16. Net loss per share
Net loss per share is computed using the following weighted average
numbers of outstanding Common Shares:
Three months ended March 31, Six months ended March 31,
2005 2004 2005 2004
-------------------------------------------------------------------------
Weighted
average shares
outstanding 26,526,122 15,625,190 26,087,216 13,836,270
-------------------------------------------------------------------------
-------------------------------------------------------------------------
The diluted net loss per share has not been presented as there would be
an anti-dilutive effect.
The weighted average number of shares for 2004 has been restated to
reflect the change in the number of shares following the share exchange on
amalgamation described in Note 11, notes (b) and (c) relating to the tables
describing the six months ended March 31, 2004.
17. Subsequent events
(a) Effective April 1, 2005, the Company secured credit facilities
totaling approximately $16 million (GBP7 million) from the Bank of
Scotland ("BoS").
The facilities consist of (i) a term loan in the amount of
$11.4 million (GBP5 million), repayable in equal quarterly
instalments over a 5 year period, bearing interest at BoS Base Rate
plus 2.25%, and (ii) a working capital facility in the amount of
$4.6 million (GBP2 million), repayable on demand, and bearing
interest at BoS Base Rate plus 2.0%.
To date the Company has utilized the new credit facilities to
refinance existing bank indebtedness (see Note 6).

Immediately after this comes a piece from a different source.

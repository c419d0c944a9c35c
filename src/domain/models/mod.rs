//! Domain models for the journey tracker.

pub mod account;
pub mod goal;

(b) On May 9, 2005, the Company renegotiated the repayment terms of the
notes payable, which are described in Note 9.
18. Related party transactions
During the period, the Company engaged in transactions in the normal
course of operations with companies controlled by certain directors of the
Company. Transactions and balances not otherwise disclosed are as follows:
Three months ended March 31, Six months ended March 31,
2005 2004 2005 2004
-------------------------------------------------------------------------
Cost of sales
- materials $ 26,204 $ 130,526 $ 90,356 $ 147,362
March 31, September 30,
2005 2004
-------------------------------------------------------------------------
Accounts payable and accrued charges 6,099 8,649
Costs related to the acquisitions of
EOD and VPTI and related financing - 200,000
These transactions are measured at the exchange amount, which is the
amount of consideration established and agreed to by the related parties.
MANAGEMENT'S DISCUSSION AND ANALYSIS OF FINANCIAL
CONDITION AND RESULTS OF OPERATIONS
Second Quarter Ended March 31, 2005 (Canadian Dollars)
The following discussion and analysis ("MD&A") should be read in
conjunction with the unaudited consolidated financial statements of Allen-
Vanguard Corporation ("Allen-Vanguard" or the "Company") for the period ended
March 31, 2005, included elsewhere in this Second Quarter Report. The MD&A
should also be read in conjunction with Allen-Vanguard's 2004 Annual Report
including the audited consolidated financial statements for the fiscal year
ended September 30, 2004, and with its other securities filings available on
www.sedar.com . Allen-Vanguard reports its consolidated financial statements
in accordance with Canadian generally accepted accounting principles. The
abbreviation "FY" refers to the fiscal year ended September 30 and "Q" refers
to a quarterly period within a fiscal year.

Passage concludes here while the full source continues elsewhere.